** Source data follows **
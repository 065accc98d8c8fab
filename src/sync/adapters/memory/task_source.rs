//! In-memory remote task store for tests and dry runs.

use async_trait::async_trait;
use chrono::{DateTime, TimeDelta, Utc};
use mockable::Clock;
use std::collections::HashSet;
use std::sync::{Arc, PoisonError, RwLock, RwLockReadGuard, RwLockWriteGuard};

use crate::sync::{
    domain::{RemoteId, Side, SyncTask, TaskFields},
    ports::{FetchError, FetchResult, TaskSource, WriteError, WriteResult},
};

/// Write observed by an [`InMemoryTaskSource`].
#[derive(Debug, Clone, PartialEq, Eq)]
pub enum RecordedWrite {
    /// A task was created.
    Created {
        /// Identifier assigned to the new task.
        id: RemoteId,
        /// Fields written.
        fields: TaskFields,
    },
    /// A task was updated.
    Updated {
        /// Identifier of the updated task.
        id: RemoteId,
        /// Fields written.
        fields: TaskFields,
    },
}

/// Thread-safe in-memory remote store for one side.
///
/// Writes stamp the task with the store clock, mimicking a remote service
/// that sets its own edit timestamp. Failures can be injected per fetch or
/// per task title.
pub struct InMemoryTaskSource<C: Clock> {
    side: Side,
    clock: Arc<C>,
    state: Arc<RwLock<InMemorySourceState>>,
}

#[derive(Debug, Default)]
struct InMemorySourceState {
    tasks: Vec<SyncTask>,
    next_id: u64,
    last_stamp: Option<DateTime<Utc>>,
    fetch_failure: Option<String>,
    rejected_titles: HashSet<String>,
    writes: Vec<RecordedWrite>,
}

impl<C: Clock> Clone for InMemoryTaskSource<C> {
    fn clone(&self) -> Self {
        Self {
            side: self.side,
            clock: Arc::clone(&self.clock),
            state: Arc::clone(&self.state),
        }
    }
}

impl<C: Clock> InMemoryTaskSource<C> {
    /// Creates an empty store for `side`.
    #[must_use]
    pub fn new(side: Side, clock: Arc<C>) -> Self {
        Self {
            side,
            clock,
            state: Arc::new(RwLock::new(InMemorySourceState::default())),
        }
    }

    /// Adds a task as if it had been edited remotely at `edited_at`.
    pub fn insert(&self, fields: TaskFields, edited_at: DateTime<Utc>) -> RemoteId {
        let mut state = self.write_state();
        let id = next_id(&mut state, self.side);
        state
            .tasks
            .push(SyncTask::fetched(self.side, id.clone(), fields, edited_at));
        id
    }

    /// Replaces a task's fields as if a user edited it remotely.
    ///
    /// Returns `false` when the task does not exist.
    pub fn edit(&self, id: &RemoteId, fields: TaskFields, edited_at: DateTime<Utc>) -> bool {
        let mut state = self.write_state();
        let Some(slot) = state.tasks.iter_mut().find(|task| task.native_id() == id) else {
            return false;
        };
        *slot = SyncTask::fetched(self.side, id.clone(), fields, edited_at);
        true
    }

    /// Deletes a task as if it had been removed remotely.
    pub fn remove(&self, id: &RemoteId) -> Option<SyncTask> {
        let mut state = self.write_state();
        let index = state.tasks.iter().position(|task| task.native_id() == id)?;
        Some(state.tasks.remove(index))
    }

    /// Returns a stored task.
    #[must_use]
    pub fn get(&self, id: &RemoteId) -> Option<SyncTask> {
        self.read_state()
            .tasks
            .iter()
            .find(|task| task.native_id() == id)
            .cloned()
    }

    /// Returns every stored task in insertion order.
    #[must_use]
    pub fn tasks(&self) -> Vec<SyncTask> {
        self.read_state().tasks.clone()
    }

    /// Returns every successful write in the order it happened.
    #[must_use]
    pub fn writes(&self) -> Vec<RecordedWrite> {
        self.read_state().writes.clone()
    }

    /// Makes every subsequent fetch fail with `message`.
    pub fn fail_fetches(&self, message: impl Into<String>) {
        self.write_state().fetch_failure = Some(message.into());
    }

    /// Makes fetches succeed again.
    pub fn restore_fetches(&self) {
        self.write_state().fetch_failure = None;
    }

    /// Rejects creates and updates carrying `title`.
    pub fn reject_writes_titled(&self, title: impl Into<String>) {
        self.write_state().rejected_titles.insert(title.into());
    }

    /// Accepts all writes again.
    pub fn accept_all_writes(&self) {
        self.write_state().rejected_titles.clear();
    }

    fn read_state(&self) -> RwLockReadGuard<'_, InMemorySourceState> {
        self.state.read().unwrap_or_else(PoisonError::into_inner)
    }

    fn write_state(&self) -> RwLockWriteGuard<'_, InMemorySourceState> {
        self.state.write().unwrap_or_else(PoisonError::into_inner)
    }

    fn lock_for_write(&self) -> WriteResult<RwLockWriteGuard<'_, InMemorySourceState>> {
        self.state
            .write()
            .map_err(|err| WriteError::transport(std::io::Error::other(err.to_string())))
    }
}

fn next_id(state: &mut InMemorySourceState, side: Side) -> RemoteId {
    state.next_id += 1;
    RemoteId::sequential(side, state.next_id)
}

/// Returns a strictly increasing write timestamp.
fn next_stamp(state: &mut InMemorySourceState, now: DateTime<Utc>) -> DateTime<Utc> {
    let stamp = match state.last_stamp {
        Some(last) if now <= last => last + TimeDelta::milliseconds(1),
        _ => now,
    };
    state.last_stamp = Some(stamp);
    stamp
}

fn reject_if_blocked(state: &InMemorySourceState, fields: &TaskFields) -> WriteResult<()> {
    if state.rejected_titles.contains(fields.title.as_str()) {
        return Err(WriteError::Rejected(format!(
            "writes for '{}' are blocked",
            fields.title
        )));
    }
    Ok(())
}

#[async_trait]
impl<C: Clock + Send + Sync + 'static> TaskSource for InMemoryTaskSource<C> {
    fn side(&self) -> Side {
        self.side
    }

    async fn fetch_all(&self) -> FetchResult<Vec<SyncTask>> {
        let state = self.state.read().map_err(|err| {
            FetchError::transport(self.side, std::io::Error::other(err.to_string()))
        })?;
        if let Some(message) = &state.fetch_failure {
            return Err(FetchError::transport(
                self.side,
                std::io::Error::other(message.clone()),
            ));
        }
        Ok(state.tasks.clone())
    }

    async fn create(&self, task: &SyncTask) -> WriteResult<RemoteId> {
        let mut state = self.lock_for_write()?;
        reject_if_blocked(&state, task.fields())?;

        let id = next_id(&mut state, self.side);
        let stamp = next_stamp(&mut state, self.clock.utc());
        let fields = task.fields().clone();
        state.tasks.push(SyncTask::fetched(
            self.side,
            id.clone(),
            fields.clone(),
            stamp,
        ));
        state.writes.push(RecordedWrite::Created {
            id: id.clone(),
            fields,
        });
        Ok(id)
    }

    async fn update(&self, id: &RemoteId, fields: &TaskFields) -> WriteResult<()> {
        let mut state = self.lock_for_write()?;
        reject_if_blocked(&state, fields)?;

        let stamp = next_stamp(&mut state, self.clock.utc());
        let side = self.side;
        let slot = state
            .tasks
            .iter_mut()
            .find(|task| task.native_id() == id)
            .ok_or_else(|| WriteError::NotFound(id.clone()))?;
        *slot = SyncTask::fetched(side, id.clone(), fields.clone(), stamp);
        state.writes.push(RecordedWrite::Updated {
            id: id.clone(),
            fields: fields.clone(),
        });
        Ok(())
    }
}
** End of Source data **
** Source data follows **
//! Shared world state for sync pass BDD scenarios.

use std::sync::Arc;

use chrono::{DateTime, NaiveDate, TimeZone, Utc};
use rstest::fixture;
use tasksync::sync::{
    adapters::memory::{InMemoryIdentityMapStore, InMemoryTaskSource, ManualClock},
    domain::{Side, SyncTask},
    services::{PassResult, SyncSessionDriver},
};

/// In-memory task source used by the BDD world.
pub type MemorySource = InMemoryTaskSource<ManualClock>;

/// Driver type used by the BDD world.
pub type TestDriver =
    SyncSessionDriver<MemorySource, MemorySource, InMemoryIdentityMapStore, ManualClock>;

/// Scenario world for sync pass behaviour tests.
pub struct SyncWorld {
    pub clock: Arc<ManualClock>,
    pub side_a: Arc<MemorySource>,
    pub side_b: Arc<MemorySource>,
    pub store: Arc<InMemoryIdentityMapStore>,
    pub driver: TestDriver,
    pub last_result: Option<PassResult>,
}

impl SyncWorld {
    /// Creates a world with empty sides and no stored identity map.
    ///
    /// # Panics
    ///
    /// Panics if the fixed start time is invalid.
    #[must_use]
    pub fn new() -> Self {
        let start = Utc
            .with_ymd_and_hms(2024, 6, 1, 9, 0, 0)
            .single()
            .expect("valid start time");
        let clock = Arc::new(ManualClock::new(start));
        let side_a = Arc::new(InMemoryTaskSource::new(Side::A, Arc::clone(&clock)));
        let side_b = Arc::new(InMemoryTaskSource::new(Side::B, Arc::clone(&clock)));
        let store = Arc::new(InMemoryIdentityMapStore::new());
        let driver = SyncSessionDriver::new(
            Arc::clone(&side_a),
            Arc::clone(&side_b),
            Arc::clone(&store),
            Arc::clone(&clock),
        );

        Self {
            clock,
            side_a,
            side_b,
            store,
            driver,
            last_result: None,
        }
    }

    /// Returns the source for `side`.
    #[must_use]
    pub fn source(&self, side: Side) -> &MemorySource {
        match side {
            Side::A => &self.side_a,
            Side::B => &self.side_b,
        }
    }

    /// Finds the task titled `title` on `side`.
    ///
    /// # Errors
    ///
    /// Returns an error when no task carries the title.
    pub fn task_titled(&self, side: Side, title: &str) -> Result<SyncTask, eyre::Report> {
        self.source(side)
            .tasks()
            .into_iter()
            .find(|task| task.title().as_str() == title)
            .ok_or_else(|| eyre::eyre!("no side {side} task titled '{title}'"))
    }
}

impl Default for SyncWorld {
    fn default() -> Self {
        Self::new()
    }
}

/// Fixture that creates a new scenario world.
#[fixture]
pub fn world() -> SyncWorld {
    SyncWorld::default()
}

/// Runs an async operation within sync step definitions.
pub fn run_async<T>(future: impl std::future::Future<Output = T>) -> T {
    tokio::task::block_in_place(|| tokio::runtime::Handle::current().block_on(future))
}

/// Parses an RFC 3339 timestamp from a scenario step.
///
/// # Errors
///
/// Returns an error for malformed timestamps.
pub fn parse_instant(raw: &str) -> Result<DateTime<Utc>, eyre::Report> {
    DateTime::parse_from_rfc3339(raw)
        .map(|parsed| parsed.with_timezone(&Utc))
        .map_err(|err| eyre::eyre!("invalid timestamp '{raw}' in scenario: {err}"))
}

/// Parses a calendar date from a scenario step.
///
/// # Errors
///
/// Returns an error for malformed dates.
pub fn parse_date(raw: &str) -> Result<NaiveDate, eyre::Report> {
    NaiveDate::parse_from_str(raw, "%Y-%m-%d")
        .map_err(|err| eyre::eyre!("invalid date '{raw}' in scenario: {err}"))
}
** End of Source data **
(Your assignment) From the data above, reproduce word for word the lines running from the line with "return false;" to the line with "pub fn fail_fetches(&self, message: impl", ends included.

(Task response)
            return false;
        };
        *slot = SyncTask::fetched(self.side, id.clone(), fields, edited_at);
        true
    }

    /// Deletes a task as if it had been removed remotely.
    pub fn remove(&self, id: &RemoteId) -> Option<SyncTask> {
        let mut state = self.write_state();
        let index = state.tasks.iter().position(|task| task.native_id() == id)?;
        Some(state.tasks.remove(index))
    }

    /// Returns a stored task.
    #[must_use]
    pub fn get(&self, id: &RemoteId) -> Option<SyncTask> {
        self.read_state()
            .tasks
            .iter()
            .find(|task| task.native_id() == id)
            .cloned()
    }

    /// Returns every stored task in insertion order.
    #[must_use]
    pub fn tasks(&self) -> Vec<SyncTask> {
        self.read_state().tasks.clone()
    }

    /// Returns every successful write in the order it happened.
    #[must_use]
    pub fn writes(&self) -> Vec<RecordedWrite> {
        self.read_state().writes.clone()
    }

    /// Makes every subsequent fetch fail with `message`.
    pub fn fail_fetches(&self, message: impl Into<String>) {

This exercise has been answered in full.